Tim Asamen is the coordinator of the Japanese American Gallery, a permanent exhibit in the Imperial Valley Pioneers Museum. His grandparents, Zentaro and Eda Asamen, emigrated from Kami Ijuin-mura, Kagoshima Prefecture, in 1919 and settled in Westmorland, California, where Tim resides. He joined the Kagoshima Heritage Club in 1994, serving as president (1999-2002) and as the club's newsletter editor (2001-2011).

Updated August 2013


Ken House, a Senior Archivist with the National Archives and Records Administration (NARA) at Seattle, grew up on Whidbey Island, Washington. He attended Western Washington University in Bellingham and holds a M.A. degree in Archival Studies and History. He is passionate about locating and making available archival records documenting the struggles of people in challenging circumstances. While an archivist at Weyerhaeuser Company, he researched and made presentations about the history of the Company’s Japanese American workforce. He lives in Tacoma and serves as the chair of the City Landmarks Preservation Commission.  

(Updated June 2013)


Satoru Ichikawa was born in November 1929 to a Buddhist minister and his wife in Fresno, California, the eldest of seven children. His family moved to Seattle in 1936 where he earned a BA in Commercial Art from the University of Washington. During World War II he faced imprisonment at the Minidoka WRA camp. Separated from his father for two years, Ichikawa finally rejoined him at Crystal City, Texas. Married with two children and two grandchildren, he has spoken to many schools about the camp experience. In his free time Mr. Ichikawa enjoys playing pickle ball and strumming in the Ukulele Band of Senior Retirees.

Updated October 2013 


Former President of Tsuda University. Former Chairman of the Board of Trustees of Tsuda University. Formerly served as Professor at Tsuda University, Visiting Assistant Professor at McGill University, Visiting Professor at Acadia University, and Visiting Researcher at the University of California, Berkeley. In 2001, he received the Canadian Governor General's Award for International Canadian Studies from the International Council for Canadian Studies. In the spring semester of 2013, he was Visiting Professor at Bryn Mawr College.
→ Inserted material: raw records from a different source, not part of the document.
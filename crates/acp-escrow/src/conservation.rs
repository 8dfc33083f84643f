//! Custody conservation invariant checker.
//!
//! Invariant enforced by [`crate::EscrowSettlement::verify_custody`]:
//! ```text
//! custody == Σ(active escrow amounts) + Σ(in-flight payouts) + Σ(unsettled payouts)
//! ```
//!
//! An escrow leaves the active total the moment its state commits, before
//! its payout is attempted. A payout that succeeds leaves custody; one that
//! fails stays in custody as unsettled until reconciled off-ledger.

use acp_types::{AcpError, Result};
use rust_decimal::Decimal;

/// Running totals of value the ledger believes is in custody.
#[derive(Debug, Clone, Default, PartialEq, Eq)]
pub struct CustodyConservation {
    /// Σ amounts of ACTIVE escrows.
    locked: Decimal,
    /// Σ amounts committed terminal whose payout has not returned yet.
    in_flight: Decimal,
    /// Σ amounts committed terminal whose payout failed.
    unsettled: Decimal,
}

impl CustodyConservation {
    #[must_use]
    pub fn new() -> Self {
        Self::default()
    }

    /// An escrow opened with `amount`.
    pub fn record_lock(&mut self, amount: Decimal) {
        self.locked += amount;
    }

    /// An escrow committed to a terminal state; its payout is next.
    pub fn record_commit(&mut self, amount: Decimal) {
        self.locked -= amount;
        self.in_flight += amount;
    }

    /// The payout left custody.
    pub fn record_payout(&mut self, amount: Decimal) {
        self.in_flight -= amount;
    }

    /// The payout failed; the value is stranded in custody.
    pub fn record_unsettled(&mut self, amount: Decimal) {
        self.in_flight -= amount;
        self.unsettled += amount;
    }

    #[must_use]
    pub fn locked(&self) -> Decimal {
        self.locked
    }

    #[must_use]
    pub fn unsettled(&self) -> Decimal {
        self.unsettled
    }

    /// Expected custody: locked + in-flight + unsettled.
    #[must_use]
    pub fn expected_custody(&self) -> Decimal {
        self.locked + self.in_flight + self.unsettled
    }

    /// Verify that the actual custody balance matches the ledger.
    ///
    /// # Errors
    /// Returns [`AcpError::CustodyInvariantViolation`] if actual ≠ expected.
    pub fn verify(&self, actual_custody: Decimal) -> Result<()> {
        let expected = self.expected_custody();
        if actual_custody != expected {
            return Err(AcpError::CustodyInvariantViolation {
                reason: format!(
                    "actual custody {actual_custody} != expected {expected} \
                     (locked={}, in_flight={}, unsettled={})",
                    self.locked, self.in_flight, self.unsettled
                ),
            });
        }
        Ok(())
    }
}

#[cfg(test)]
mod tests {
    use super::*;

    #[test]
    fn empty_is_conserved() {
        let c = CustodyConservation::new();
        assert!(c.verify(Decimal::ZERO).is_ok());
    }

    #[test]
    fn lock_commit_payout_cycle() {
        let mut c = CustodyConservation::new();
        c.record_lock(Decimal::new(5, 3));
        assert!(c.verify(Decimal::new(5, 3)).is_ok());

        c.record_commit(Decimal::new(5, 3));
        assert_eq!(c.locked(), Decimal::ZERO);
        assert!(c.verify(Decimal::new(5, 3)).is_ok(), "in-flight still in custody");

        c.record_payout(Decimal::new(5, 3));
        assert!(c.verify(Decimal::ZERO).is_ok());
    }

    #[test]
    fn unsettled_stays_in_custody() {
        let mut c = CustodyConservation::new();
        c.record_lock(Decimal::ONE);
        c.record_commit(Decimal::ONE);
        c.record_unsettled(Decimal::ONE);
        assert_eq!(c.unsettled(), Decimal::ONE);
        assert!(c.verify(Decimal::ONE).is_ok());
        assert!(c.verify(Decimal::ZERO).is_err());
    }

    #[test]
    fn violation_detected() {
        let mut c = CustodyConservation::new();
        c.record_lock(Decimal::new(100, 0));

        let err = c.verify(Decimal::new(99, 0)).unwrap_err();
        assert!(
            matches!(err, AcpError::CustodyInvariantViolation { .. }),
            "Expected CustodyInvariantViolation, got: {err:?}"
        );
        assert!(format!("{err}").contains("ACP_ERR_301"));
    }
}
His major edited works include Ethnic America: Searching for Coexistence in a Multicultural Society (3rd edition) (co-authored, Yuhikaku, 2011), Traveling Canada (co-edited and authored, Akashi Shoten, 2012), 57 Chapters to Understand Modern Canada (co-edited and authored, Akashi Shoten, 2010), The History of Japanese Canadians (University of Tokyo Press, 1997, winner of the Canadian Prime Minister's Publishing Award), Another History of Japan-U.S. Relations: Japanese Americans in Conflict and Cooperation (Yuhikaku, 2000), The People Who Supported Tsuda Umeko (co-edited and authored, Yuhikaku, 2000), and Trends and Bibliography of Immigration Research in Japan (I and II) (co-edited and authored, Akashi Shoten, 2007).

(Updated August 2013)


Tom Ikeda is Founding Executive Director of Densho and has conducted more than 200 video-recorded oral history interviews with Japanese Americans incarcerated during World War II. He also created classroom curriculum from these materials and helped design Densho’s award-winning website. Before founding Densho, Mr. Ikeda was a General Manager at Microsoft in the Multimedia Publishing Group. He has received numerous awards for his contributions in the humanities, education, and nonprofit sectors, including the Humanities Washington Award for Outstanding Achievement in the Public Humanities, the National JACL Japanese American of the Biennium Award for Education, and the Microsoft Alumni Foundation Integral Fellows Award.

Updated November 2013 


Born in Sacramento in 1922, writer and actor Hiroshi Kashiwagi spent his early years in Loomis, California. He was incarcerated at Tule Lake Segregation Center during World War II where he was defined as a “disloyal” for refusing to answer the loyalty questions. He renounced his U.S. citizenship and later worked with the Tule Lake Defense Committee and Wayne M. Collins to restore his citizenship. Since 1975 he has been speaking publicly of his incarceration experience. His poem “A Meeting at Tule Lake,” written while on a pilgrimage in April 1975, established him as a seminal voice among Nikkei concentration camp survivors.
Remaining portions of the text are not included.